Now, we need to go to the newly created folder struc_homologs_BLAST
and use
findClusterCenters()
for each type of interactions to detect clusters
of interactions. We cannot do it in an automatic way because each system is
different and often default parameters of numC
and distC
should be tuned.
To compute fingerprint interactions of hydrogen bonds, use the command below.
This function uses the prefix INT_HBs_
to select analyzed interactions.
Originally, findClusterCenters()
was created to analyze water clusters
with the WatFinder module. To apply it here, we are changing the selection
to resnume DUM
given to dummy atoms that represent interactions.
In [4]: findClusterCenters('INT_HBs_*.pdb', selection = 'resname DUM')
@> 4362 atoms and 1 coordinate set(s) were parsed in 0.11s.
@> 4433 atoms and 1 coordinate set(s) were parsed in 0.05s.
@> 4122 atoms and 1 coordinate set(s) were parsed in 0.05s.
@> 4383 atoms and 1 coordinate set(s) were parsed in 0.05s.
@> 4568 atoms and 1 coordinate set(s) were parsed in 0.05s.
@> 4594 atoms and 1 coordinate set(s) were parsed in 0.05s.
@> 4269 atoms and 1 coordinate set(s) were parsed in 0.05s.
@> 4249 atoms and 1 coordinate set(s) were parsed in 0.05s.
@> 4205 atoms and 1 coordinate set(s) were parsed in 0.05s.
..
..
@> 4177 atoms and 1 coordinate set(s) were parsed in 0.04s.
@> 4428 atoms and 1 coordinate set(s) were parsed in 0.04s.
@> 4245 atoms and 1 coordinate set(s) were parsed in 0.04s.
@> 4269 atoms and 1 coordinate set(s) were parsed in 0.04s.
@> 4417 atoms and 1 coordinate set(s) were parsed in 0.04s.
@> 4610 atoms and 1 coordinate set(s) were parsed in 0.05s.
@> Results are saved in clusters_INT_HBs_.pdb.
To compute the fingerprint interactions of salt bridges, use the prefix
INT_SBs_
:
In [5]: findClusterCenters('INT_SBs_*.pdb', selection = 'resname DUM')

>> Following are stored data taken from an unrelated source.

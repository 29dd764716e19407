// Claim assistant conversation tasks
pub mod analysis;
pub mod context_restore;
pub mod document_upload;
pub mod fresh_start;
pub mod letter;
pub mod main_menu;
pub mod policy_selection;
pub mod policy_upload;
pub mod simulation;

// Shared modules
pub mod prompts;

// Re-export task implementations
pub use analysis::AnalysisTask;
pub use context_restore::ContextRestoreTask;
pub use document_upload::DocumentUploadTask;
pub use fresh_start::FreshStartTask;
pub use letter::LetterSubmitTask;
pub use main_menu::MainMenuTask;
pub use policy_selection::PolicySelectionTask;
pub use policy_upload::PolicyUploadTask;
pub use simulation::SimulationTask;

use claim_flow::model::WorkflowKind;

/// Graph id of a task type.
pub fn task_id<T: ?Sized>() -> String {
    std::any::type_name::<T>().to_string()
}

/// The task that produces results for `workflow`.
pub fn result_task_for(workflow: WorkflowKind) -> String {
    match workflow {
        WorkflowKind::Simulator => task_id::<SimulationTask>(),
        _ => task_id::<AnalysisTask>(),
    }
}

@> 4306 atoms and 1 coordinate set(s) were parsed in 0.11s.
@> 4383 atoms and 1 coordinate set(s) were parsed in 0.05s.
@> 4082 atoms and 1 coordinate set(s) were parsed in 0.04s.
@> 4337 atoms and 1 coordinate set(s) were parsed in 0.05s.
@> 4532 atoms and 1 coordinate set(s) were parsed in 0.05s.
@> 4558 atoms and 1 coordinate set(s) were parsed in 0.05s.
@> 4228 atoms and 1 coordinate set(s) were parsed in 0.05s.
@> 4213 atoms and 1 coordinate set(s) were parsed in 0.05s.
@> 4154 atoms and 1 coordinate set(s) were parsed in 0.05s.
@> 4303 atoms and 1 coordinate set(s) were parsed in 0.06s.
@> 4350 atoms and 1 coordinate set(s) were parsed in 0.05s.
@> 4107 atoms and 1 coordinate set(s) were parsed in 0.05s.
..
..
@> 4199 atoms and 1 coordinate set(s) were parsed in 0.04s.
@> 4233 atoms and 1 coordinate set(s) were parsed in 0.04s.
@> 4369 atoms and 1 coordinate set(s) were parsed in 0.05s.
@> 4569 atoms and 1 coordinate set(s) were parsed in 0.05s.
@> Results are saved in clusters_INT_SBs_.pdb.
To compute the fingerprint interactions of repulsive ionic bonding, use the
prefix INT_RIB_
:
In [6]: findClusterCenters('INT_RIB_*.pdb', selection = 'resname DUM')
@> 4367 atoms and 1 coordinate set(s) were parsed in 0.11s.
@> 4322 atoms and 1 coordinate set(s) were parsed in 0.05s.
@> 4510 atoms and 1 coordinate set(s) were parsed in 0.05s.
@> 4537 atoms and 1 coordinate set(s) were parsed in 0.05s.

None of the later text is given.